Electronics retailer Circuit City confirmed that it will be one of IntelliMat's first customers but wouldn't say how it planned to use the displays. As spokeswoman Amanda Tate put it, "It's pretty new, and we're still trying to figure it out."
Accentuate the positive
But plenty of great ideas took a while to become great. The photocopier, telephone, radio, computer and a host of other inventions were scoffed at by people who should have known better.
That's not to say that the IntelliMat ranks up there with Chester Carlson's XeroX machine (as it was first marketed); it is to say that you never know.
Currie, in fact, points to a lot of reasons a store might want an IntelliMat -- or several of them. Retailers he's spoken with have different plans.
"Some look at sales lift, some look at entertainment," he said. And some simply want to improve the customer experience, for example, by putting IntelliMats on the checkout lines to make the wait seem shorter.
The important thing, from his point of view, is that there's already plenty of interest, especially among companies looking to advertise when those IntelliMats are installed in stores.
"Brand marketers are asking for exclusives for their segments," he said. In other words, companies like Procter Gamble want to be sure that only their brands are advertised in grocery stores.
Currie is nothing but upbeat about the potential. He expects brands to compete for exclusive rights to the floors of stores. "I think it will get to a bidding process," he said, which would be nothing but good for the company.
He might be upbeat, but Currie isn't putting IntelliMat into high gear just yet. The company has four full-time employees, and Currie expects to hire six more within the next 14 months, including sales, technical and customer-service workers.
In the meantime, Currie, along with senior vice president for technology Tom Douglas, marketing director Saunders and newly hired one-man sales staff Craig Roberts are focused on getting the world out about the IntelliMat. And the message is simple: It's unique, it's patented and it's hard to ignore.
As Currie put it, "When it's on the floor, it's in your space."
Inside the mats
An IntelliMat is more than a mat.
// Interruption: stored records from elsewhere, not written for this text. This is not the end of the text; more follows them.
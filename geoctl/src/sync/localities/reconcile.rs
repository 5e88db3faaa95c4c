//! Reconciliation of fetched payloads into local records.
//!
//! Parents are always ensured before children: a state payload upserts its embedded region first,
//! and a municipality payload upserts its embedded state (and that state's region) first. Every
//! step is an upsert keyed by IBGE id, so running the same payload twice is a no-op apart from
//! `updated_at`.

use crate::db::errors::Result as DbResult;
use crate::db::handlers::{Municipalities, Regions, States};
use crate::db::models::{
    municipalities::{MunicipalityDBResponse, MunicipalityUpsertDBRequest},
    regions::{RegionDBResponse, RegionUpsertDBRequest},
    states::{StateDBResponse, StateUpsertDBRequest},
};
use crate::sync::SyncError;
use crate::sync::localities::payloads::{MunicipalityPayload, RegionPayload, StatePayload};
use crate::types::{Actor, Level};
use async_trait::async_trait;
use sqlx::PgConnection;
use tracing::{instrument, warn};

/// Write access the reconciler needs. Implemented for a postgres connection (usually inside the
/// sync transaction) and by an in-memory store in tests.
#[async_trait]
pub trait LocalityStore: Send {
    async fn upsert_region(&mut self, request: &RegionUpsertDBRequest) -> DbResult<RegionDBResponse>;
    async fn upsert_state(&mut self, request: &StateUpsertDBRequest) -> DbResult<StateDBResponse>;
    async fn upsert_municipality(&mut self, request: &MunicipalityUpsertDBRequest) -> DbResult<MunicipalityDBResponse>;
}

#[async_trait]
impl LocalityStore for PgConnection {
    async fn upsert_region(&mut self, request: &RegionUpsertDBRequest) -> DbResult<RegionDBResponse> {
        Regions::new(self).upsert(request).await
    }

    async fn upsert_state(&mut self, request: &StateUpsertDBRequest) -> DbResult<StateDBResponse> {
        States::new(self).upsert(request).await
    }

    async fn upsert_municipality(&mut self, request: &MunicipalityUpsertDBRequest) -> DbResult<MunicipalityDBResponse> {
        Municipalities::new(self).upsert(request).await
    }
}

/// Upsert a region by id with its abbreviation and name.
#[instrument(skip(store, payload, actor), fields(region_id = payload.id), err)]
pub async fn ensure_region<S>(store: &mut S, payload: &RegionPayload, actor: &Actor) -> Result<RegionDBResponse, SyncError>
where
    S: LocalityStore + ?Sized,
{
    let request = RegionUpsertDBRequest {
        id: payload.id,
        abbreviation: payload.abbreviation.clone(),
        name: payload.name.clone(),
        actor: actor.clone(),
    };
    Ok(store.upsert_region(&request).await?)
}

/// Upsert a state, ensuring its embedded region first. No embedded region means no region link.
#[instrument(skip(store, payload, actor), fields(state_id = payload.id), err)]
pub async fn ensure_state<S>(store: &mut S, payload: &StatePayload, actor: &Actor) -> Result<StateDBResponse, SyncError>
where
    S: LocalityStore + ?Sized,
{
    let region_id = match &payload.region {
        Some(region) => Some(ensure_region(store, region, actor).await?.id),
        None => None,
    };

    let request = StateUpsertDBRequest {
        id: payload.id,
        abbreviation: payload.abbreviation.clone(),
        name: payload.name.clone(),
        region_id,
        actor: actor.clone(),
    };
    Ok(store.upsert_state(&request).await?)
}

/// Upsert a municipality, ensuring the state it references first.
///
/// A state reference that is not an object with a numeric `id` is rejected. A payload with no
/// state reference at all is stored without a state.
#[instrument(skip(store, payload, actor), fields(municipality_id = payload.id), err)]
pub async fn ensure_municipality<S>(store: &mut S, payload: &MunicipalityPayload, actor: &Actor) -> Result<MunicipalityDBResponse, SyncError>
where
    S: LocalityStore + ?Sized,
{
    let state_id = match payload.state_reference() {
        Some(reference) => {
            let state = StatePayload::parse(reference).map_err(|e| SyncError::Validation {
                level: Level::Municipalities,
                message: format!("municipality {} has an unusable state reference {reference}: {e}", payload.id),
            })?;
            Some(ensure_state(store, &state, actor).await?.id)
        }
        None => {
            warn!("Municipality {} carries no state reference, storing without state", payload.id);
            None
        }
    };

    let request = MunicipalityUpsertDBRequest {
        id: payload.id,
        name: payload.name.clone(),
        state_id,
        actor: actor.clone(),
    };
    Ok(store.upsert_municipality(&request).await?)
}

#[cfg(test)]
mod tests {
    use super::*;
    use crate::test_utils::MockLocalityStore;
    use serde_json::json;

    fn municipality(value: serde_json::Value) -> MunicipalityPayload {
        MunicipalityPayload::parse(&value).unwrap()
    }

    #[tokio::test]
    async fn test_ensure_state_creates_region_first() {
        let mut store = MockLocalityStore::new();
        let payload = StatePayload::parse(&json!({
            "id": 35,
            "sigla": "SP",
            "nome": "São Paulo",
            "regiao": {"id": 3, "sigla": "SE", "nome": "Sudeste"}
        }))
        .unwrap();

        let state = ensure_state(&mut store, &payload, &None).await.unwrap();
        assert_eq!(state.abbreviation, "SP");
        assert_eq!(state.region_id, Some(3));
        assert_eq!(store.region(3).unwrap().name, "Sudeste");
        assert_eq!(store.writes(), vec!["region:3", "state:35"]);
    }

    #[tokio::test]
    async fn test_ensure_region_is_idempotent() {
        let mut store = MockLocalityStore::new();
        let payload = RegionPayload::parse(&json!({"id": 1, "sigla": "N", "nome": "Norte"})).unwrap();

        ensure_region(&mut store, &payload, &None).await.unwrap();
        ensure_region(&mut store, &payload, &None).await.unwrap();

        assert_eq!(store.region_count(), 1);
        assert_eq!(store.region(1).unwrap().abbreviation, "N");
    }

    #[tokio::test]
    async fn test_ensure_municipality_via_micro_region() {
        let mut store = MockLocalityStore::new();
        let payload = municipality(json!({
            "id": 3550308,
            "nome": "São Paulo",
            "microrregiao": {"mesorregiao": {"UF": {
                "id": 35, "sigla": "SP", "nome": "São Paulo",
                "regiao": {"id": 3, "sigla": "SE", "nome": "Sudeste"}
            }}}
        }));

        let saved = ensure_municipality(&mut store, &payload, &Some("sync".to_string())).await.unwrap();
        assert_eq!(saved.state_id, Some(35));
        assert_eq!(store.state(35).unwrap().region_id, Some(3));
        assert_eq!(store.writes(), vec!["region:3", "state:35", "municipality:3550308"]);
    }

    #[tokio::test]
    async fn test_ensure_municipality_via_immediate_region() {
        let mut store = MockLocalityStore::new();
        let payload = municipality(json!({
            "id": 5300108,
            "nome": "Brasília",
            "microrregiao": null,
            "regiao-imediata": {"regiao-intermediaria": {"UF": {
                "id": 53, "sigla": "DF", "nome": "Distrito Federal",
                "regiao": {"id": 5, "sigla": "CO", "nome": "Centro-Oeste"}
            }}}
        }));

        let saved = ensure_municipality(&mut store, &payload, &None).await.unwrap();
        assert_eq!(saved.state_id, Some(53));
        assert_eq!(store.region(5).unwrap().abbreviation, "CO");
    }

    #[tokio::test]
    async fn test_ensure_municipality_without_reference_has_no_state() {
        let mut store = MockLocalityStore::new();
        let payload = municipality(json!({"id": 1, "nome": "Sem UF"}));

        let saved = ensure_municipality(&mut store, &payload, &None).await.unwrap();
        assert_eq!(saved.state_id, None);
        assert_eq!(store.state_count(), 0);
    }

    #[tokio::test]
    async fn test_ensure_municipality_rejects_bare_state_code() {
        let mut store = MockLocalityStore::new();
        let payload = municipality(json!({
            "id": 3550308,
            "nome": "São Paulo",
            "microrregiao": {"mesorregiao": {"UF": 35}}
        }));

        let err = ensure_municipality(&mut store, &payload, &None).await.unwrap_err();
        assert!(matches!(err, SyncError::Validation { level: Level::Municipalities, .. }));
        assert!(store.writes().is_empty());
    }

    #[tokio::test]
    async fn test_ensure_municipality_rejects_state_without_id() {
        let mut store = MockLocalityStore::new();
        let payload = municipality(json!({
            "id": 3550308,
            "microrregiao": {"mesorregiao": {"UF": {"sigla": "SP"}}}
        }));

        assert!(ensure_municipality(&mut store, &payload, &None).await.is_err());
    }
}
It's chock-full of some cutting-edge technology.
First, there's the screen -- four of them, in fact. They're variations on the flat-panel monitors you can get with a new PC, but thinner. They can be treated as four separate screens or one large one.
The screens are covered by a transparent, scratch- and slip-resistant, waterproof shield, and they're surrounded by a tough case designed to be walked, rolled and stomped on.
The monitor rises about four-fifths of an inch above the floor, which means an IntelliMat needs a slight ramp around it so people don't trip and shopping carts don't get stuck. The company used that space -- a four-inch border -- to squeeze in a full-fledged Windows computer with wireless network connection.
All an IntelliMat needs to work is a power outlet.
The software is configured so installers don't need to know what they're doing. They plug it into the wall, and the IntelliMat boots itself and connects to the network automatically. An administrator, who does need to know what he's doing, then programs the content that will be shown.
And that can be just about anything. If it can be displayed on a PC, it can be shown on an IntelliMat, from images to movies to PowerPoint presentations to Web pages. As Currie said, "What's made for TV will work on it." That's good for ad designers who are used to working with television and Web sites.